INSTRUCTIONS FOR THE TASK: Word for word, transcribe the records that follow.

Top of RECORDS PROVIDED

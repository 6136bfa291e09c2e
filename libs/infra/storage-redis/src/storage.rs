// [libs/infra/storage-redis/src/storage.rs]
//! `QuotaStorage` over Redis. Every multi-key mutation is a `redis::Script`
//! invocation — atomic by construction, no `WATCH`/`MULTI` retry loop needed.

use async_trait::async_trait;
use chrono::{DateTime, NaiveDate, TimeZone, Utc};
use redis::aio::ConnectionManager;
use redis::{AsyncCommands, Script};
use quotaforge_core::{period_kind_as_str, period_kind_from_str, ConsumeRequest, QuotaOutcome, QuotaStorage, RateLimitRequest};
use quotaforge_domain_models::{
    ConsumptionRecord, Entitlement, Period, QuotaError, QuotaResult, RateLimitAlgorithm,
    RateLimitDecision, RefundRecord, UsageRecord,
};
use tracing::instrument;

use crate::errors::RedisStoreError;
use crate::lua;

pub struct RedisStorage {
    manager: ConnectionManager,
    key_prefix: String,
}

impl RedisStorage {
    pub async fn connect(redis_url: &str, key_prefix: impl Into<String>) -> Result<Self, RedisStoreError> {
        let client = redis::Client::open(redis_url)?;
        let manager = ConnectionManager::new(client).await?;
        Ok(Self {
            manager,
            key_prefix: key_prefix.into(),
        })
    }

    fn entitlement_key(&self, user_id: &str) -> String {
        format!("{}:entitlement:{}", self.key_prefix, user_id)
    }

    fn usage_key(&self, user_id: &str, resource: &str, period_start: DateTime<Utc>) -> String {
        format!("{}:usage:{}:{}:{}", self.key_prefix, user_id, resource, period_start.timestamp())
    }

    fn consumption_key(&self, user_id: &str, idempotency_key: &str) -> String {
        format!("{}:consume:{}:{}", self.key_prefix, user_id, idempotency_key)
    }

    fn refund_key(&self, user_id: &str, idempotency_key: &str) -> String {
        format!("{}:refund:{}:{}", self.key_prefix, user_id, idempotency_key)
    }

    fn topup_key(&self, user_id: &str, resource: &str, idempotency_key: &str) -> String {
        format!("{}:topup:{}:{}:{}", self.key_prefix, user_id, resource, idempotency_key)
    }

    fn bucket_key(&self, user_id: &str, resource: &str) -> String {
        format!("{}:bucket:{}:{}", self.key_prefix, user_id, resource)
    }

    fn window_key(&self, user_id: &str, resource: &str) -> String {
        format!("{}:window:{}:{}", self.key_prefix, user_id, resource)
    }
}

fn map_err(err: impl Into<RedisStoreError>) -> QuotaError {
    err.into().into()
}
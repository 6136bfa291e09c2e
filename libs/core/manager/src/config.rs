// [libs/core/manager/src/config.rs]
//! Manager construction and the configuration-time validation failures.

use std::collections::HashMap;
use std::time::Duration;

use quotaforge_domain_models::{QuotaError, QuotaResult, Tier};

/// Warning callback invoked by the manager after a successful consume
/// crosses a configured threshold. An HTTP adapter is the canonical
/// consumer — it turns these into response headers — but the callback
/// itself has no knowledge of HTTP.
pub type WarningCallback = std::sync::Arc<dyn Fn(WarningEvent) + Send + Sync>;

#[derive(Debug, Clone, Copy, PartialEq)]
pub struct WarningEvent {
    pub threshold: f64,
    pub used: u64,
    pub limit: u64,
}

/// Immutable once the manager is built. Re-configuration means
/// constructing a new `QuotaManager`, never mutating this struct.
#[derive(Clone)]
pub struct ManagerConfig {
    pub(crate) tiers: HashMap<String, Tier>,
    pub(crate) default_tier: String,
    pub(crate) entitlement_cache_ttl: Duration,
    pub(crate) default_idempotency_ttl: Duration,
    pub(crate) warning_callback: Option<WarningCallback>,
}

pub struct ManagerConfigBuilder {
    tiers: HashMap<String, Tier>,
    default_tier: Option<String>,
    entitlement_cache_ttl: Duration,
    default_idempotency_ttl: Duration,
    warning_callback: Option<WarningCallback>,
}

impl Default for ManagerConfigBuilder {
    fn default() -> Self {
        Self {
            tiers: HashMap::new(),
            default_tier: None,
            entitlement_cache_ttl: Duration::from_secs(30),
            default_idempotency_ttl: Duration::from_secs(24 * 3600),
            warning_callback: None,
        }
    }
}

impl ManagerConfigBuilder {
    pub fn new() -> Self {
        Self::default()
    }

    pub fn with_tier(mut self, tier: Tier) -> Self {
        self.tiers.insert(tier.name.clone(), tier);
        self
    }

    pub fn with_default_tier(mut self, name: impl Into<String>) -> Self {
        self.default_tier = Some(name.into());
        self
    }

    pub fn with_entitlement_cache_ttl(mut self, ttl: Duration) -> Self {
        self.entitlement_cache_ttl = ttl;
        self
    }

    pub fn with_default_idempotency_ttl(mut self, ttl: Duration) -> Self {
        self.default_idempotency_ttl = ttl;
        self
    }

    pub fn with_warning_callback<F>(mut self, callback: F) -> Self
    where
        F: Fn(WarningEvent) + Send + Sync + 'static,
    {
        self.warning_callback = Some(std::sync::Arc::new(callback));
        self
    }

    pub fn build(self) -> QuotaResult<ManagerConfig> {
        if self.tiers.is_empty() {
            return Err(QuotaError::Configuration("no tiers configured".into()));
        }

        let default_tier = self
            .default_tier
            .ok_or_else(|| QuotaError::Configuration("no default tier configured".into()))?;

        if !self.tiers.contains_key(&default_tier) {
            return Err(QuotaError::Configuration(format!(
                "default tier '{default_tier}' is not among the registered tiers"
            )));
        }

        for tier in self.tiers.values() {
            for (resource, thresholds) in &tier.warning_thresholds {
                for t in thresholds {
                    if *t <= 0.0 || *t > 1.0 {
                        return Err(QuotaError::Configuration(format!(
                            "tier '{}' resource '{}' has an out-of-range warning threshold {}: must be in (0, 1]",
                            tier.name, resource, t
                        )));
                    }
                }
            }
        }

        Ok(ManagerConfig {
            tiers: self.tiers,
            default_tier,
            entitlement_cache_ttl: self.entitlement_cache_ttl,
            default_idempotency_ttl: self.default_idempotency_ttl,
            warning_callback: self.warning_callback,
        })
    }
}

impl ManagerConfig {
    pub fn builder() -> ManagerConfigBuilder {
        ManagerConfigBuilder::new()
    }

    pub fn tier(&self, name: &str) -> Option<&Tier> {
        self.tiers.get(name)
    }

    pub fn default_tier(&self) -> &Tier {
        self.tiers
            .get(&self.default_tier)
            .expect("default tier was validated to exist at build time")
    }

    pub fn entitlement_cache_ttl(&self) -> Duration {
        self.entitlement_cache_ttl
    }

    pub fn default_idempotency_ttl(&self) -> Duration {
        self.default_idempotency_ttl
    }

    pub fn warning_callback(&self) -> Option<&WarningCallback> {
        self.warning_callback.as_ref()
    }

    /// Warning thresholds configured for `resource` on a given tier. Used
    /// by the warning evaluator, which always knows which tier a user is
    /// on before it checks thresholds.
    pub fn thresholds_for(&self, tier_name: &str, resource: &str) -> Vec<f64> {
        self.tiers
            .get(tier_name)
            .map(|tier| tier.thresholds_for(resource).to_vec())
            .unwrap_or_default()
    }
}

Bottom of RECORDS PROVIDED

ANSWER SPACE:
repository 6136bfa291e09c2e
filename libs/infra/storage-redis/src/storage.rs
// [libs/infra/storage-redis/src/storage.rs]
//! `QuotaStorage` over Redis. Every multi-key mutation is a `redis::Script`
//! invocation — atomic by construction, no `WATCH`/`MULTI` retry loop needed.

use async_trait::async_trait;
use chrono::{DateTime, NaiveDate, TimeZone, Utc};
use redis::aio::ConnectionManager;
use redis::{AsyncCommands, Script};
use quotaforge_core::{period_kind_as_str, period_kind_from_str, ConsumeRequest, QuotaOutcome, QuotaStorage, RateLimitRequest};
use quotaforge_domain_models::{
    ConsumptionRecord, Entitlement, Period, QuotaError, QuotaResult, RateLimitAlgorithm,
    RateLimitDecision, RefundRecord, UsageRecord,
};
use tracing::instrument;

use crate::errors::RedisStoreError;
use crate::lua;

pub struct RedisStorage {
    manager: ConnectionManager,
    key_prefix: String,
}

impl RedisStorage {
    pub async fn connect(redis_url: &str, key_prefix: impl Into<String>) -> Result<Self, RedisStoreError> {
        let client = redis::Client::open(redis_url)?;
        let manager = ConnectionManager::new(client).await?;
        Ok(Self {
            manager,
            key_prefix: key_prefix.into(),
        })
    }

    fn entitlement_key(&self, user_id: &str) -> String {
        format!("{}:entitlement:{}", self.key_prefix, user_id)
    }

    fn usage_key(&self, user_id: &str, resource: &str, period_start: DateTime<Utc>) -> String {
        format!("{}:usage:{}:{}:{}", self.key_prefix, user_id, resource, period_start.timestamp())
    }

    fn consumption_key(&self, user_id: &str, idempotency_key: &str) -> String {
        format!("{}:consume:{}:{}", self.key_prefix, user_id, idempotency_key)
    }

    fn refund_key(&self, user_id: &str, idempotency_key: &str) -> String {
        format!("{}:refund:{}:{}", self.key_prefix, user_id, idempotency_key)
    }

    fn topup_key(&self, user_id: &str, resource: &str, idempotency_key: &str) -> String {
        format!("{}:topup:{}:{}:{}", self.key_prefix, user_id, resource, idempotency_key)
    }

    fn bucket_key(&self, user_id: &str, resource: &str) -> String {
        format!("{}:bucket:{}:{}", self.key_prefix, user_id, resource)
    }

    fn window_key(&self, user_id: &str, resource: &str) -> String {
        format!("{}:window:{}:{}", self.key_prefix, user_id, resource)
    }
}

fn map_err(err: impl Into<RedisStoreError>) -> QuotaError {
    err.into().into()
}
repository 6136bfa291e09c2e
filename libs/core/manager/src/config.rs
// [libs/core/manager/src/config.rs]
//! Manager construction and the configuration-time validation failures.

use std::collections::HashMap;
use std::time::Duration;

use quotaforge_domain_models::{QuotaError, QuotaResult, Tier};

/// Warning callback invoked by the manager after a successful consume
/// crosses a configured threshold. An HTTP adapter is the canonical
/// consumer — it turns these into response headers — but the callback
/// itself has no knowledge of HTTP.
pub type WarningCallback = std::sync::Arc<dyn Fn(WarningEvent) + Send + Sync>;

#[derive(Debug, Clone, Copy, PartialEq)]
pub struct WarningEvent {
    pub threshold: f64,
    pub used: u64,
    pub limit: u64,
}

/// Immutable once the manager is built. Re-configuration means
/// constructing a new `QuotaManager`, never mutating this struct.
#[derive(Clone)]
pub struct ManagerConfig {
    pub(crate) tiers: HashMap<String, Tier>,
    pub(crate) default_tier: String,
    pub(crate) entitlement_cache_ttl: Duration,
    pub(crate) default_idempotency_ttl: Duration,
    pub(crate) warning_callback: Option<WarningCallback>,
}

pub struct ManagerConfigBuilder {
    tiers: HashMap<String, Tier>,
    default_tier: Option<String>,
    entitlement_cache_ttl: Duration,
    default_idempotency_ttl: Duration,
    warning_callback: Option<WarningCallback>,
}

impl Default for ManagerConfigBuilder {
    fn default() -> Self {
        Self {
            tiers: HashMap::new(),
            default_tier: None,
            entitlement_cache_ttl: Duration::from_secs(30),
            default_idempotency_ttl: Duration::from_secs(24 * 3600),
            warning_callback: None,
        }
    }
}

impl ManagerConfigBuilder {
    pub fn new() -> Self {
        Self::default()
    }

    pub fn with_tier(mut self, tier: Tier) -> Self {
        self.tiers.insert(tier.name.clone(), tier);
        self
    }

    pub fn with_default_tier(mut self, name: impl Into<String>) -> Self {
        self.default_tier = Some(name.into());
        self
    }

    pub fn with_entitlement_cache_ttl(mut self, ttl: Duration) -> Self {
        self.entitlement_cache_ttl = ttl;
        self
    }

    pub fn with_default_idempotency_ttl(mut self, ttl: Duration) -> Self {
        self.default_idempotency_ttl = ttl;
        self
    }

    pub fn with_warning_callback<F>(mut self, callback: F) -> Self
    where
        F: Fn(WarningEvent) + Send + Sync + 'static,
    {
        self.warning_callback = Some(std::sync::Arc::new(callback));
        self
    }

    pub fn build(self) -> QuotaResult<ManagerConfig> {
        if self.tiers.is_empty() {
            return Err(QuotaError::Configuration("no tiers configured".into()));
        }

        let default_tier = self
            .default_tier
            .ok_or_else(|| QuotaError::Configuration("no default tier configured".into()))?;

        if !self.tiers.contains_key(&default_tier) {
            return Err(QuotaError::Configuration(format!(
                "default tier '{default_tier}' is not among the registered tiers"
            )));
        }

        for tier in self.tiers.values() {
            for (resource, thresholds) in &tier.warning_thresholds {
                for t in thresholds {
                    if *t <= 0.0 || *t > 1.0 {
                        return Err(QuotaError::Configuration(format!(
                            "tier '{}' resource '{}' has an out-of-range warning threshold {}: must be in (0, 1]",
                            tier.name, resource, t
                        )));
                    }
                }
            }
        }

        Ok(ManagerConfig {
            tiers: self.tiers,
            default_tier,
            entitlement_cache_ttl: self.entitlement_cache_ttl,
            default_idempotency_ttl: self.default_idempotency_ttl,
            warning_callback: self.warning_callback,
        })
    }
}

impl ManagerConfig {
    pub fn builder() -> ManagerConfigBuilder {
        ManagerConfigBuilder::new()
    }

    pub fn tier(&self, name: &str) -> Option<&Tier> {
        self.tiers.get(name)
    }

    pub fn default_tier(&self) -> &Tier {
        self.tiers
            .get(&self.default_tier)
            .expect("default tier was validated to exist at build time")
    }

    pub fn entitlement_cache_ttl(&self) -> Duration {
        self.entitlement_cache_ttl
    }

    pub fn default_idempotency_ttl(&self) -> Duration {
        self.default_idempotency_ttl
    }

    pub fn warning_callback(&self) -> Option<&WarningCallback> {
        self.warning_callback.as_ref()
    }

    /// Warning thresholds configured for `resource` on a given tier. Used
    /// by the warning evaluator, which always knows which tier a user is
    /// on before it checks thresholds.
    pub fn thresholds_for(&self, tier_name: &str, resource: &str) -> Vec<f64> {
        self.tiers
            .get(tier_name)
            .map(|tier| tier.thresholds_for(resource).to_vec())
            .unwrap_or_default()
    }
}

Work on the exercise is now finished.